Intussen lieten alle door hervormingen bedreigde functionarissen, ministers, directeuren, generaals en andere bureaucraten zich niet onbetuigd. Zij verzetten zich, openlijk maar vaak ook achter de schermen, tegen Gorbatsjov s hervormingen en vooral tegen de mate waarin die uit de hand liepen en een werkelijke democratische beweging in het leven hielpen roepen. Alle economische problemen waren munitie in de handen van deze conservatieven. Maar ook zij wisten dat terugkeer naar de vertrouwde Stalinistische structuren een gepasseerd station was. Ze drongen aan op tragere markthervormingen, met wezenlijk minder ruimte voor kritiek en democratische pressie. Tragere perestrojka, zonder glasnost en zeker zonder democratie, dat was hun opzet.

In augustus 1991 zette een handvol van dit type conservatieve functionarissen Gorbatsjov af in een staatsgreep die er aanvankelijk erg griezelig uitzag. Gorbatsjov werd ontvoerd naar een verblijf aan de Zwarte Zee. Het gezelschap, onder leiding van ene zekere Janajev, minister, hield snel een persconferentie. Die maakte veel duidelijk voor de opmerkzame waarnemer. De hele wereld kon de handen van Janajev nerveus zien beven. Dat gaat niet erg goed met die coupplegers, zal menigeen toen gedacht hebben. En inderdaad, het werd een klucht, maar niet zonder tragische kanten.

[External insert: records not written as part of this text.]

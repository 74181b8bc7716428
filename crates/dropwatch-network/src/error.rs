/// A balance or price read that could not complete.
///
/// Never fatal: the orchestrator records the `Display` text on the cell the
/// read owns and keeps going.
#[derive(Debug, Clone, PartialEq, thiserror::Error)]
pub enum ReadError {
    #[error("network error: {0}")]
    Transport(String),

    #[error("HTTP {0}")]
    Status(u16),

    #[error("malformed response: {0}")]
    Malformed(String),

    #[error("RPC error {code}: {message}")]
    Rpc { code: i64, message: String },

    #[error("empty eth_call result (no contract code or unsupported call)")]
    EmptyResult,

    #[error("balance does not fit in 128 bits")]
    Overflow,

    #[error("missing field '{0}' in response")]
    MissingField(String),

    #[error("invalid price {0}")]
    InvalidPrice(f64),
}

impl From<reqwest::Error> for ReadError {
    fn from(e: reqwest::Error) -> Self {
        if e.is_timeout() {
            ReadError::Transport("request timed out".to_string())
        } else if let Some(status) = e.status() {
            ReadError::Status(status.as_u16())
        } else if e.is_decode() {
            ReadError::Malformed(e.to_string())
        } else {
            ReadError::Transport(e.to_string())
        }
    }
}

impl From<serde_json::Error> for ReadError {
    fn from(e: serde_json::Error) -> Self {
        ReadError::Malformed(e.to_string())
    }
}
use std::collections::BTreeMap;

use thiserror::Error;

use crate::quiz::{QuestionCatalog, QuestionInput};

/// A recorded answer. Only meaningful next to the question it answers; the
/// store refuses to record a value whose shape or constraints don't match.
#[derive(Debug, Clone, PartialEq)]
pub enum Answer {
    Number(i64),
    Text(String),
    Selection(Vec<String>),
    Checked(bool),
}

impl Answer {
    pub fn kind(&self) -> &'static str {
        match self {
            Self::Number(_) => "number",
            Self::Text(_) => "text",
            Self::Selection(_) => "selection",
            Self::Checked(_) => "yes/no",
        }
    }
}

#[derive(Debug, Clone, PartialEq, Error)]
pub enum AnswerError {
    #[error("question index {index} is out of bounds for a catalog of {len} questions")]
    OutOfBounds { index: usize, len: usize },
    #[error("expected a {expected} answer, got {got}")]
    TypeMismatch {
        expected: &'static str,
        got: &'static str,
    },
    #[error("slider value {value} is outside {min}..={max}")]
    OutOfRange { value: i64, min: i64, max: i64 },
    #[error("text answer is {len} characters long, the limit is {maxlen}")]
    TooLong { len: usize, maxlen: usize },
    #[error("{count} options selected, at most {max_select} allowed")]
    TooManySelected { count: usize, max_select: usize },
    #[error("'{option}' is not one of the available options")]
    UnknownOption { option: String },
    #[error("option '{option}' was selected more than once")]
    DuplicateSelection { option: String },
}

fn validate(input: &QuestionInput, value: &Answer) -> Result<(), AnswerError> {
    match (input, value) {
        (QuestionInput::Slider { min, max }, Answer::Number(n)) => {
            if n < min || n > max {
                Err(AnswerError::OutOfRange {
                    value: *n,
                    min: *min,
                    max: *max,
                })
            } else {
                Ok(())
            }
        }
        (QuestionInput::TextBox { maxlen }, Answer::Text(text)) => {
            let len = text.chars().count();
            if len > *maxlen {
                Err(AnswerError::TooLong { len, maxlen: *maxlen })
            } else {
                Ok(())
            }
        }
        (QuestionInput::MultipleChoice { options, max_select }, Answer::Selection(selected)) => {
            if selected.len() > *max_select {
                return Err(AnswerError::TooManySelected {
                    count: selected.len(),
                    max_select: *max_select,
                });
            }
            for (i, option) in selected.iter().enumerate() {
                if !options.contains(option) {
                    return Err(AnswerError::UnknownOption { option: option.clone() });
                }
                if selected[..i].contains(option) {
                    return Err(AnswerError::DuplicateSelection { option: option.clone() });
                }
            }
            Ok(())
        }
        (QuestionInput::Checkbox { .. }, Answer::Checked(_)) => Ok(()),
        (input, value) => Err(AnswerError::TypeMismatch {
            expected: input.kind(),
            got: value.kind(),
        }),
    }
}

/// One answer per question index, in catalog order. An index is present only
/// once it has been answered; re-recording overwrites.
#[derive(Debug, Clone, Default)]
pub struct AnswerStore {
    answers: BTreeMap<usize, Answer>,
}

impl AnswerStore {
    pub fn new() -> Self {
        Self::default()
    }

    pub fn record(
        &mut self,
        catalog: &QuestionCatalog,
        index: usize,
        value: Answer,
    ) -> Result<(), AnswerError> {
        let question = catalog.get(index).ok_or(AnswerError::OutOfBounds {
            index,
            len: catalog.len(),
        })?;

        validate(question.input_type(), &value)?;
        self.answers.insert(index, value);
        Ok(())
    }

    pub fn get(&self, index: usize) -> Option<&Answer> {
        self.answers.get(&index)
    }

    pub fn is_complete(&self, catalog: &QuestionCatalog) -> bool {
        (0..catalog.len()).all(|index| self.answers.contains_key(&index))
    }

    pub fn clear(&mut self) {
        self.answers.clear();
    }

    pub fn len(&self) -> usize {
        self.answers.len()
    }

    pub fn is_empty(&self) -> bool {
        self.answers.is_empty()
    }
}

#[cfg(test)]
mod tests {
    use super::*;
    use crate::quiz::Question;

    fn catalog() -> QuestionCatalog {
        QuestionCatalog::new(vec![
            Question::new("Are you healthy?", QuestionInput::Checkbox { label: "Yes".into() }),
            Question::new(
                "How are you doing today?",
                QuestionInput::MultipleChoice {
                    options: vec!["Fine".into(), "Horrible".into(), "Could be better".into()],
                    max_select: 2,
                },
            ),
            Question::new("Tell me about your best lift", QuestionInput::TextBox { maxlen: 10 }),
            Question::new("Rank your coolness", QuestionInput::Slider { min: 1, max: 10 }),
        ])
        .unwrap()
    }

    #[test]
    fn records_valid_answers() {
        let catalog = catalog();
        let mut store = AnswerStore::new();

        store.record(&catalog, 0, Answer::Checked(true)).unwrap();
        store.record(&catalog, 1, Answer::Selection(vec!["Fine".into()])).unwrap();
        store.record(&catalog, 2, Answer::Text("405 squat".into())).unwrap();
        store.record(&catalog, 3, Answer::Number(7)).unwrap();

        assert_eq!(store.len(), 4);
        assert!(store.is_complete(&catalog));
        assert_eq!(store.get(3), Some(&Answer::Number(7)));
    }

    #[test]
    fn rejects_out_of_bounds_indices() {
        let catalog = catalog();
        let mut store = AnswerStore::new();

        let err = store.record(&catalog, 4, Answer::Checked(true)).unwrap_err();
        assert_eq!(err, AnswerError::OutOfBounds { index: 4, len: 4 });
        assert!(store.is_empty());
    }

    #[test]
    fn rejects_mismatched_shapes() {
        let catalog = catalog();
        let mut store = AnswerStore::new();

        let err = store.record(&catalog, 0, Answer::Number(1)).unwrap_err();
        assert_eq!(
            err,
            AnswerError::TypeMismatch { expected: "checkbox", got: "number" }
        );
        assert_eq!(store.get(0), None);
    }

    #[test]
    fn rejects_sliders_outside_their_bounds() {
        let catalog = catalog();
        let mut store = AnswerStore::new();

        assert_eq!(
            store.record(&catalog, 3, Answer::Number(0)).unwrap_err(),
            AnswerError::OutOfRange { value: 0, min: 1, max: 10 }
        );
        assert_eq!(
            store.record(&catalog, 3, Answer::Number(11)).unwrap_err(),
            AnswerError::OutOfRange { value: 11, min: 1, max: 10 }
        );

        store.record(&catalog, 3, Answer::Number(1)).unwrap();
        store.record(&catalog, 3, Answer::Number(10)).unwrap();
    }

    #[test]
    fn rejects_over_long_text_but_allows_empty() {
        let catalog = catalog();
        let mut store = AnswerStore::new();

        assert_eq!(
            store.record(&catalog, 2, Answer::Text("12345678901".into())).unwrap_err(),
            AnswerError::TooLong { len: 11, maxlen: 10 }
        );
        store.record(&catalog, 2, Answer::Text(String::new())).unwrap();
        store.record(&catalog, 2, Answer::Text("1234567890".into())).unwrap();
    }

    #[test]
    fn rejects_bad_selections() {
        let catalog = catalog();
        let mut store = AnswerStore::new();

        assert_eq!(
            store
                .record(
                    &catalog,
                    1,
                    Answer::Selection(vec!["Fine".into(), "Horrible".into(), "Could be better".into()]),
                )
                .unwrap_err(),
            AnswerError::TooManySelected { count: 3, max_select: 2 }
        );
        assert_eq!(
            store.record(&catalog, 1, Answer::Selection(vec!["Great".into()])).unwrap_err(),
            AnswerError::UnknownOption { option: "Great".into() }
        );
        assert_eq!(
            store
                .record(&catalog, 1, Answer::Selection(vec!["Fine".into(), "Fine".into()]))
                .unwrap_err(),
            AnswerError::DuplicateSelection { option: "Fine".into() }
        );

        store.record(&catalog, 1, Answer::Selection(vec![])).unwrap();
    }

    #[test]
    fn overwrites_instead_of_duplicating() {
        let catalog = catalog();
        let mut store = AnswerStore::new();

        store.record(&catalog, 0, Answer::Checked(false)).unwrap();
        store.record(&catalog, 0, Answer::Checked(true)).unwrap();

        assert_eq!(store.len(), 1);
        assert_eq!(store.get(0), Some(&Answer::Checked(true)));
    }

    #[test]
    fn clear_empties_the_store() {
        let catalog = catalog();
        let mut store = AnswerStore::new();

        store.record(&catalog, 0, Answer::Checked(true)).unwrap();
        store.clear();

        assert!(store.is_empty());
        assert!(!store.is_complete(&catalog));
    }
}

Al op dag één van de staatsgreep gingen mensen de straat op uit protest. En één van hen was Boris Jeltsin, die op een tank klom, tot verzet opriep en de staatsgrijpers de wacht aanzegde. dat was een moedige daad, niemand kon zeker weten of in een naburig gebouw geen scherpschutter zat, en hoe zwak de staatsgreep stond was toen nog niet duidelijk (al sluit ik niet uit dat Jeltsin informatie had waaruit die zwakte al bleek). Tienduizenden mensen verdedigden het parlementsgebouw tegen een dreigende bestorming door militairen. In de derde nacht kwam er zo'n bestorming, en drie demonstranten kwamen om. Maar de aanvallers trokken zich terug. Elders in het land demonstreerden mensen tegen de staatsgreep, hier en daar vonden mijnstakingen plaats, en veel functionarissen gaven slechts halfslachtige steun aan de staatsgreep.

De dag erop zakte de coup in elkaar, Gorbatsjov keerde terug, maar aan het hoofd van een totaal in diskrediet geraakte Communistische Partij. Jeltsin, diehet jaar ervoor zijn partijlidmaatschap al had afgedankt, was de grote held, ontbond meteen de Communistische Partij en liet Gorbatsjov het decreet waarin hij dat besloot, ondertekenen, in een vernederende demonstratie van de nieuwe machtsverhoudingen. Enkele maanden later regelde de Russische president Jeltsin, samen met zijn Oekraiense, Kazachse en Witrussische collega's, de ontbinding van de Sovjetunie. Gorbatsjov, formeel nog steeds president van de Sovjetunie, stond buitenspel en kon slechts machteloos toekijken.

De sterke man in het nieuwe Rusland was president Jeltsin. De weg naar een snelle overgang in de richting van een vrije martkteconomie gecombineerd met een liberaal-democratisch staatsbestel leek nu open te liggen. Het eerste gebeurde, min of meer, en tegen een hoge prijs. Het tweede kwam slechts in de vorm van een karikatuur tot stand. Maar daarover in een volgend stuk meer.